The lawsuit was filed Sept. 7 on behalf of Egan Slough Community, a nonprofit established for the “protection of the property, agriculture and natural resources” of the Egan Slough district near Creston; advocacy group Yes! For Flathead Farms and Water, which spearheaded the successful ballot effort in June to expand the Egan Slough zoning district; and Amy Waller, an organizer for Yes! For Flathead Farms and Water and a resident of Egan Slough. The suit accuses the defendants - the Flathead County Board of County Commissioners, the county planning and zoning department, the city-county health department and Montana Artesian Company - of ignoring the rules of the expanded zoning district by allowing the bottling plant to begin operations in July.
The suit will proceed with a hearing for Flathead County defendants in district court in Kalispell on Tuesday, Sept. 25, at 9 a.m.
At issue is the plant’s status as a legal non-conforming structure, and whether or not that status allows for any bottling operations. On June 5, Flathead County voters approved, by a margin of 70-30, the expansion of the Egan Slough zoning district by 530 acres. This brought the bottling plant into a district zoned primarily for residential and agricultural use - seemingly blocking the plant’s ability to bottle water.
Zoning regulations, however, allow for some pre-existing structures or uses to be grandfathered in. These uses, according to Egan Slough’s regulations, “shall be deemed to be a nonconforming use and may continue in the manner and to the extent that it existed or was being used at the time of the adoption of these regulations.”
The crux of the dispute is over Montana Artesian’s existing use at the time that the election results were certified on June 21.
As previously reported by the Daily Inter Lake, Montana Artesian argues that because they secured permits to bottle water from the Egan Slough aquifer before the county vote, that bottling capacity is grandfathered in. “As soon as the appropriate permits were in hand they were prepared” to begin bottling, said Montana Artesian spokesman Darryl James last month.

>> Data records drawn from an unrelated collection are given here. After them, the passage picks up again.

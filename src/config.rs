use std::str::FromStr;
use std::time::Duration as StdDuration;

use chrono_tz::Tz;
use serde::{Deserialize, Serialize};
use tracing::warn;

const ENV_PREFIX: &str = "THERAPY_SCHEDULER_";

pub const DEFAULT_SEARCH_DAYS: u32 = 3;
pub const DEFAULT_SLOT_GRANULARITY_MINUTES: u32 = 30;
pub const DEFAULT_MAX_ALTERNATIVES: usize = 5;
pub const DEFAULT_RECOMMENDER_TIMEOUT_MS: u64 = 2_000;
pub const DEFAULT_CACHE_CAPACITY: usize = 50_000;
const MAX_DEFAULT_WORKERS: usize = 8;

/// Relative weights of the compatibility factors.
#[derive(Debug, Clone, Copy, Serialize, Deserialize, PartialEq)]
#[serde(rename_all = "camelCase", default)]
pub struct ScoringWeights {
    pub service_match: f64,
    pub specialty_match: f64,
    pub caseload_headroom: f64,
    pub shared_availability: f64,
}

impl Default for ScoringWeights {
    fn default() -> Self {
        Self {
            service_match: 0.40,
            specialty_match: 0.20,
            caseload_headroom: 0.15,
            shared_availability: 0.25,
        }
    }
}

impl ScoringWeights {
    pub fn total(&self) -> f64 {
        self.service_match + self.specialty_match + self.caseload_headroom + self.shared_availability
    }
}

/// Blend used when ranking alternative slots.
#[derive(Debug, Clone, Copy, Serialize, Deserialize, PartialEq)]
#[serde(rename_all = "camelCase", default)]
pub struct AlternativeWeights {
    pub compatibility: f64,
    pub proximity: f64,
}

impl Default for AlternativeWeights {
    fn default() -> Self {
        Self {
            compatibility: 0.3,
            proximity: 0.7,
        }
    }
}

#[derive(Debug, Clone, Serialize, Deserialize, PartialEq)]
#[serde(rename_all = "camelCase", default)]
pub struct EngineConfig {
    /// Zone used to resolve weekday and time-of-day from UTC timestamps.
    pub timezone: Tz,
    pub search_days: u32,
    pub slot_granularity_minutes: u32,
    pub max_alternatives: usize,
    #[serde(skip_serializing_if = "Option::is_none")]
    pub recommender_url: Option<String>,
    pub recommender_timeout_ms: u64,
    pub cache_capacity: usize,
    pub scoring_workers: usize,
    pub scoring_weights: ScoringWeights,
    pub alternative_weights: AlternativeWeights,
}

impl Default for EngineConfig {
    fn default() -> Self {
        Self {
            timezone: Tz::UTC,
            search_days: DEFAULT_SEARCH_DAYS,
            slot_granularity_minutes: DEFAULT_SLOT_GRANULARITY_MINUTES,
            max_alternatives: DEFAULT_MAX_ALTERNATIVES,
            recommender_url: None,
            recommender_timeout_ms: DEFAULT_RECOMMENDER_TIMEOUT_MS,
            cache_capacity: DEFAULT_CACHE_CAPACITY,
            scoring_workers: default_workers(),
            scoring_weights: ScoringWeights::default(),
            alternative_weights: AlternativeWeights::default(),
        }
    }
}

impl EngineConfig {
    pub fn from_env() -> Self {
        Self::from_lookup(|key| std::env::var(key).ok())
    }

    /// Builds a config from an arbitrary key lookup; unset or unparsable values
    /// keep their defaults.
    pub fn from_lookup<F>(lookup: F) -> Self
    where
        F: Fn(&str) -> Option<String>,
    {
        let mut config = Self::default();
        let read = |name: &str| {
            lookup(&format!("{ENV_PREFIX}{name}"))
                .map(|value| value.trim().to_string())
                .filter(|value| !value.is_empty())
        };

        if let Some(raw) = read("TIMEZONE") {
            match Tz::from_str(&raw) {
                Ok(tz) => config.timezone = tz,
                Err(err) => warn!(target: "engine::config", value = %raw, error = %err, "ignoring invalid timezone"),
            }
        }
        if let Some(value) = parse_positive(read("SEARCH_DAYS"), "SEARCH_DAYS") {
            config.search_days = value;
        }
        if let Some(value) = parse_positive(read("SLOT_GRANULARITY_MINUTES"), "SLOT_GRANULARITY_MINUTES") {
            config.slot_granularity_minutes = value;
        }
        if let Some(value) = parse_positive(read("MAX_ALTERNATIVES"), "MAX_ALTERNATIVES") {
            config.max_alternatives = value;
        }
        if let Some(url) = read("RECOMMENDER_URL") {
            config.recommender_url = Some(url.trim_end_matches('/').to_string());
        }
        if let Some(value) = parse_positive(read("RECOMMENDER_TIMEOUT_MS"), "RECOMMENDER_TIMEOUT_MS") {
            config.recommender_timeout_ms = value;
        }
        if let Some(value) = parse_positive(read("CACHE_CAPACITY"), "CACHE_CAPACITY") {
            config.cache_capacity = value;
        }
        if let Some(value) = parse_positive(read("SCORING_WORKERS"), "SCORING_WORKERS") {
            config.scoring_workers = value;
        }

        config
    }

    pub fn recommender_timeout(&self) -> StdDuration {
        StdDuration::from_millis(self.recommender_timeout_ms)
    }
}

fn parse_positive<T>(raw: Option<String>, name: &str) -> Option<T>
where
    T: FromStr + PartialOrd + Default,
{
    let raw = raw?;
    match raw.parse::<T>() {
        Ok(value) if value > T::default() => Some(value),
        _ => {
            warn!(target: "engine::config", variable = name, value = %raw, "ignoring invalid setting");
            None
        }
    }
}

fn default_workers() -> usize {
    std::thread::available_parallelism()
        .map(|count| count.get())
        .unwrap_or(1)
        .min(MAX_DEFAULT_WORKERS)
}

The company holds a permit, issued by the Department of Natural Resources and Conservation, to withdraw 710 acre-feet of water, or about 230 million gallons annually, from the aquifer in the Egan Slough zoning district. That permit is also clouded in conflict; a court case questioning the legality of the DNRC’s permit will be heard in Helena next month.
But since Montana Artesian was not actually bottling water on the day of the Egan Slough expansion, the suit argues, then no capacity is grandfathered into the new district.
“As of the date of the election, no commercial or industrial water bottling activity had occurred at the MAWC facility,” the suit claims. It also claims that Montana Artesian did not obtain a proper manufacturing license prior to the election, and thus no operation capacity is eligible for non-conforming use.
The suit claims that Montana Artesian did not begin bottling operations until after a county inspection on July 12, over a month after the county vote.
James previously confirmed that the company is indeed bottling water at a rate “far below” the facilities’ capacity for local distributors, though he did not specify when production began.
The county planning commission, meanwhile said they were gathering information before making a final decision on Montana Artesian’s legal non-conforming use.
The suit’s plaintiff’s, however, claim that the mandate for enforcing the Egan Slough regulations is clear, and is calling on the court to issue an order that would shutter the plant’s operations, which it sees as a clear violation of the zoning district.
The suit also alleges that the plant’s operations interfere with “use and quiet enjoyment” of property within Egan Slough and contribute to “unlawful noise and air pollution and increased safety risks on local roads.” Additionally, the suit argues that the “presence of an ongoing industrial concern in this rural area negatively affects property values.”